ÖBB-Chef Matthä: "Jeder einzelne unzufriedene Fahrgast schmerzt mich“
Die Österreichischen Bundesbahnen begehen am heutigen Sonntag ihren 100. Geburtstag. In diesem Jubiläumsjahr befindet sich das Unternehmen im Umbruch: Einerseits steuert man auf einen neuen Fahrgastrekord zu, andererseits mehren sich die Beschwerden. Aus diesem Anlass sprach der KURIER mit Konzern-Chef Andreas Matthä über aktuelle Herausforderungen.
KURIER: Herr Matthä, die ÖBB feiern gerade das 100-Jahre-Jubiläum. Was sind derzeit die größten Herausforderungen?
Andreas Matthä: Ich sehe drei große Themen: Erstens Europa auf Schiene zu bringen, um auch wirklich konkurrenzfähig zur Straße und zum Flugverkehr zu sein. Solange wir in jedem Land unterschiedliche technische Anforderungen für Fahrzeuge, Signale und Lokführer haben, ist die Bahn nicht effizient genug. Europäische Standardisierung ist unbedingt notwendig – und die Digitalisierung ist dafür eine große Chance.
Zweitens?
Der Klimawandel. Wir wissen, dass wir die Klimaziele nur mit einer Verkehrswende schaffen. Drittens: Den Generationswandel bei den ÖBB. Etwa ein Fünftel unserer Belegschaft wird in den nächsten fünf Jahren in Pension gehen.
Die ÖBB suchen im Jahr neue 3.000 Mitarbeiter, davon geschätzte 1.000 Lokführer. Was machen die ÖBB, um als Arbeitgeber attraktiver zu werden?
Die 3.000 Mitarbeiter sind in etwa der Jahresbedarf. Im vergangenen Jahr ist es uns sogar gelungen, 5.000 Mitarbeiter zu rekrutieren. Glücklicherweise bekommen wir ausreichend Personal, weil wir als starker und zukunftsträchtiger Arbeitgeber gelten. Wir zahlen die Gehälter pünktlich, bieten Sozialleistungen wie Kinderbetreuung und Jobs mit Sinn.

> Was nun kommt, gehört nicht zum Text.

//! Core domain types for the opsboard live-update pipeline.
//!
//! This crate provides the types shared by the server and the client:
//! - `Metric`, `InfraService`, `Deployment`, `Pipeline`, `Web3Network`: normalized readings
//! - `Snapshot`, `Domain`: one poll result of a metric source
//! - `Alert`, `Severity`: threshold crossings derived from snapshots
//! - `ServerMessage`, `ClientMessage`, `EventTag`: the JSON wire protocol

pub mod alert;
pub mod error;
pub mod event;
pub mod snapshot;
pub mod types;

pub use alert::{Alert, Severity};
pub use error::{CoreError, Result};
pub use event::{ClientMessage, Envelope, EventTag, ServerMessage};
pub use snapshot::{Domain, Snapshot, SnapshotData};
pub use types::{
    Deployment, GasPrice, HealthStatus, InfraService, Metric, Pipeline, PipelineStage, RunStatus,
    StageStatus, Trend, Web3Network,
};
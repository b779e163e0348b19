//! Source adapter error types.

use thiserror::Error;

#[derive(Debug, Error)]
pub enum SourceError {
    #[error("HTTP client error: {0}")]
    HttpClient(String),

    #[error("HTTP {status}: {body}")]
    HttpStatus { status: u16, body: String },

    #[error("JSON-RPC error: {0}")]
    Rpc(String),

    #[error("Response parse error: {0}")]
    Parse(String),

    #[error("Host probe failed: {0}")]
    Probe(String),

    #[error("JSON error: {0}")]
    Json(#[from] serde_json::Error),
}

impl From<reqwest::Error> for SourceError {
    fn from(e: reqwest::Error) -> Self {
        Self::HttpClient(e.to_string())
    }
}

pub type SourceResult<T> = Result<T, SourceError>;
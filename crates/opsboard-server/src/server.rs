//! HTTP server implementation using axum.

use std::sync::atomic::{AtomicUsize, Ordering};
use std::sync::Arc;
use std::time::Instant;

use axum::extract::ws::{Message, WebSocket, WebSocketUpgrade};
use axum::extract::{Path, State};
use axum::http::{header, StatusCode};
use axum::response::{IntoResponse, Json, Response};
use axum::routing::get;
use axum::Router;
use futures_util::stream::StreamExt;
use futures_util::SinkExt;
use opsboard_core::{ClientMessage, Domain, ServerMessage};
use opsboard_sources::{GitHubSource, HostProbe, SourceSet};
use opsboard_telemetry::Metrics;
use serde_json::json;
use tokio::net::TcpListener;
use tokio_util::sync::CancellationToken;
use tower_http::cors::CorsLayer;
use tracing::{debug, info, warn};

use crate::broadcast::{Broadcaster, ConnectionHandle};
use crate::config::ServerConfig;
use crate::error::{ServerError, ServerResult};
use crate::handshake::send_initial_snapshots;

/// Caps the number of concurrent live-update sessions.
pub struct ConnectionLimiter {
    current: AtomicUsize,
    max: usize,
}

impl ConnectionLimiter {
    pub fn new(max: usize) -> Self {
        Self {
            current: AtomicUsize::new(0),
            max,
        }
    }

    /// Reserve a slot. The slot is released when the permit is dropped.
    pub fn try_acquire(self: &Arc<Self>) -> Option<ConnectionPermit> {
        loop {
            let current = self.current.load(Ordering::Acquire);
            if current >= self.max {
                return None;
            }
            if self
                .current
                .compare_exchange(current, current + 1, Ordering::AcqRel, Ordering::Acquire)
                .is_ok()
            {
                return Some(ConnectionPermit {
                    limiter: self.clone(),
                });
            }
        }
    }

    pub fn current_count(&self) -> usize {
        self.current.load(Ordering::Relaxed)
    }
}

/// Owned slot in a [`ConnectionLimiter`]; moves into the upgraded socket task.
pub struct ConnectionPermit {
    limiter: Arc<ConnectionLimiter>,
}

impl Drop for ConnectionPermit {
    fn drop(&mut self) {
        self.limiter.current.fetch_sub(1, Ordering::Release);
    }
}

/// Shared application state for axum handlers.
#[derive(Clone)]
pub struct AppState {
    sources: SourceSet,
    broadcaster: Arc<Broadcaster>,
    limiter: Arc<ConnectionLimiter>,
    started_at: Instant,
    host: Option<Arc<HostProbe>>,
    github: Option<Arc<GitHubSource>>,
}

impl AppState {
    pub fn new(sources: SourceSet, broadcaster: Arc<Broadcaster>, max_connections: usize) -> Self {
        Self {
            sources,
            broadcaster,
            limiter: Arc::new(ConnectionLimiter::new(max_connections)),
            started_at: Instant::now(),
            host: None,
            github: None,
        }
    }

    /// Serve the host's recorded cpu and memory series on `/api/history`.
    pub fn with_host_probe(mut self, probe: Arc<HostProbe>) -> Self {
        self.host = Some(probe);
        self
    }

    /// Serve workflow run logs on `/api/github/logs/{run_id}`.
    pub fn with_github(mut self, github: Arc<GitHubSource>) -> Self {
        self.github = Some(github);
        self
    }

    pub fn broadcaster(&self) -> &Arc<Broadcaster> {
        &self.broadcaster
    }
}

/// Create the axum router.
pub fn create_router(state: AppState) -> Router {
    Router::new()
        .route("/ws", get(ws_handler))
        .route("/api/health", get(health))
        .route("/api/snapshot/{domain}", get(get_snapshot))
        .route("/api/history", get(get_history))
        .route("/api/github/logs/{run_id}", get(get_workflow_logs))
        .route("/metrics", get(metrics))
        .layer(CorsLayer::permissive())
        .with_state(state)
}

async fn health(State(state): State<AppState>) -> Json<serde_json::Value> {
    let domains: Vec<_> = state
        .sources
        .domains()
        .iter()
        .map(|d| d.as_str())
        .collect();
    Json(json!({
        "status": "ok",
        "connections": state.broadcaster.connection_count(),
        "domains": domains,
        "uptimeSecs": state.started_at.elapsed().as_secs(),
    }))
}

/// Fetch one domain directly from its source.
async fn get_snapshot(State(state): State<AppState>, Path(domain): Path<String>) -> Response {
    let Some(source) = domain
        .parse::<Domain>()
        .ok()
        .and_then(|d| state.sources.get(d))
    else {
        return (
            StatusCode::NOT_FOUND,
            Json(json!({ "error": format!("unknown domain: {domain}") })),
        )
            .into_response();
    };

    match source.fetch().await {
        Ok(snapshot) => {
            let taken_at = snapshot.taken_at;
            let events = snapshot.into_messages();
            Json(json!({
                "domain": domain,
                "takenAt": taken_at,
                "events": events,
            }))
            .into_response()
        }
        Err(e) => {
            warn!(domain = %domain, error = %e, "Snapshot request failed");
            (
                StatusCode::BAD_GATEWAY,
                Json(json!({ "error": e.to_string() })),
            )
                .into_response()
        }
    }
}

fn not_found(message: &str) -> Response {
    (StatusCode::NOT_FOUND, Json(json!({ "error": message }))).into_response()
}

async fn get_history(State(state): State<AppState>) -> Response {
    match &state.host {
        Some(probe) => Json(probe.history()).into_response(),
        None => not_found("host history not available"),
    }
}

async fn get_workflow_logs(State(state): State<AppState>, Path(run_id): Path<u64>) -> Response {
    let Some(github) = &state.github else {
        return not_found("GitHub repository not configured");
    };

    match github.workflow_logs(run_id).await {
        Ok(lines) => Json(json!({ "runId": run_id, "logs": lines })).into_response(),
        Err(e) => {
            warn!(run_id, error = %e, "Workflow logs request failed");
            (
                StatusCode::BAD_GATEWAY,
                Json(json!({ "error": e.to_string() })),
            )
                .into_response()
        }
    }
}

async fn metrics() -> Response {
    match Metrics::render() {
        Ok(body) => (
            [(header::CONTENT_TYPE, "text/plain; version=0.0.4")],
            body,
        )
            .into_response(),
        Err(e) => (StatusCode::INTERNAL_SERVER_ERROR, e.to_string()).into_response(),
    }
}

/// WebSocket upgrade handler.
async fn ws_handler(State(state): State<AppState>, ws: WebSocketUpgrade) -> Response {
    let Some(permit) = state.limiter.try_acquire() else {
        warn!(
            current = state.limiter.current_count(),
            "Live-update connection limit reached"
        );
        return (StatusCode::SERVICE_UNAVAILABLE, "Too many connections").into_response();
    };

    ws.on_upgrade(move |socket| handle_socket(socket, state, permit))
}

/// Drive one live-update session.
///
/// The initial snapshots are queued before the connection is registered with
/// the broadcaster, so incremental events never precede them.
async fn handle_socket(socket: WebSocket, state: AppState, _permit: ConnectionPermit) {
    let (mut sink, mut stream) = socket.split();
    let (connection, mut outbound) = state.broadcaster.open_connection();
    let connection_id = connection.id();

    info!(
        connection_id,
        connections = state.limiter.current_count(),
        "New live-update connection"
    );

    let mut writer = tokio::spawn(async move {
        while let Some(text) = outbound.recv().await {
            if sink.send(Message::Text(text.into())).await.is_err() {
                break;
            }
        }
        let _ = sink.close().await;
    });

    send_initial_snapshots(&state.sources, &connection).await;
    state.broadcaster.register(connection.clone());

    loop {
        tokio::select! {
            incoming = stream.next() => match incoming {
                Some(Ok(Message::Text(text))) => handle_client_text(&connection, text.as_str()).await,
                Some(Ok(Message::Close(_))) | None => {
                    debug!(connection_id, "Client closed connection");
                    break;
                }
                Some(Ok(_)) => {}
                Some(Err(e)) => {
                    debug!(connection_id, error = %e, "Receive error");
                    break;
                }
            },
            _ = &mut writer => {
                debug!(connection_id, "Writer finished, closing connection");
                break;
            }
        }
    }

    connection.close();
    state.broadcaster.unregister(connection_id);
    drop(connection);
    writer.abort();

    info!(connection_id, "Live-update connection closed");
}

/// Handle one inbound text frame. Only `ping` is acted on.
///
/// The pong waits for room in this connection's queue.
async fn handle_client_text(connection: &ConnectionHandle, text: &str) {
    match ClientMessage::parse(text) {
        Ok(ClientMessage::Ping) => {
            if let Err(e) = connection.send(&ServerMessage::Pong).await {
                debug!(connection_id = connection.id(), error = %e, "Failed to queue pong");
            }
        }
        Ok(ClientMessage::Other(envelope)) => {
            debug!(
                connection_id = connection.id(),
                kind = %envelope.kind,
                "Ignoring client message"
            );
        }
        Err(e) => {
            warn!(connection_id = connection.id(), error = %e, "Malformed client message");
        }
    }
}

/// Serve on an already bound listener until `shutdown` fires.
pub async fn serve(
    listener: TcpListener,
    state: AppState,
    shutdown: CancellationToken,
) -> ServerResult<()> {
    let app = create_router(state);
    axum::serve(listener, app)
        .with_graceful_shutdown(async move { shutdown.cancelled().await })
        .await?;
    Ok(())
}

/// Bind the configured address and serve until `shutdown` fires.
pub async fn run_server(
    state: AppState,
    config: &ServerConfig,
    shutdown: CancellationToken,
) -> ServerResult<()> {
    let addr = format!("{}:{}", config.host, config.port);
    let listener = TcpListener::bind(&addr)
        .await
        .map_err(|source| ServerError::Bind {
            addr: addr.clone(),
            source,
        })?;
    info!(addr = %addr, "Starting opsboard server");

    serve(listener, state, shutdown).await
}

Was wollen junge Bewerber?
Gerade der Aspekt der Nachhaltigkeit und Verantwortung ist vielen jungen Bewerberinnen sehr wichtig. Wir müssen als ÖBB aber auch beweglicher werden und probieren daher neue Modelle aus – bei der Arbeitszeit, in der Ausbildung, in der Führung. Fakt ist: Wir müssen uns diverser aufstellen. Die Mitarbeiter von heute verfolgen einen „Plug-and-play-Ansatz“ und der Arbeitgeber muss sich beim Arbeitnehmer bewerben, nicht umgekehrt. Seit heuer testen wir in einigen Bereichen zum Beispiel einen Flexi-Friday, die Mitarbeiter können sich aussuchen, ob sie ihr Arbeitssoll in vier oder fünf Tagen abarbeiten. Wir forcieren neue Lehrberufe und Lehre mit Matura und forcieren die Vereinbarkeit von Familie und Beruf, weil wir Frauen für die Bahn mobilisieren wollen.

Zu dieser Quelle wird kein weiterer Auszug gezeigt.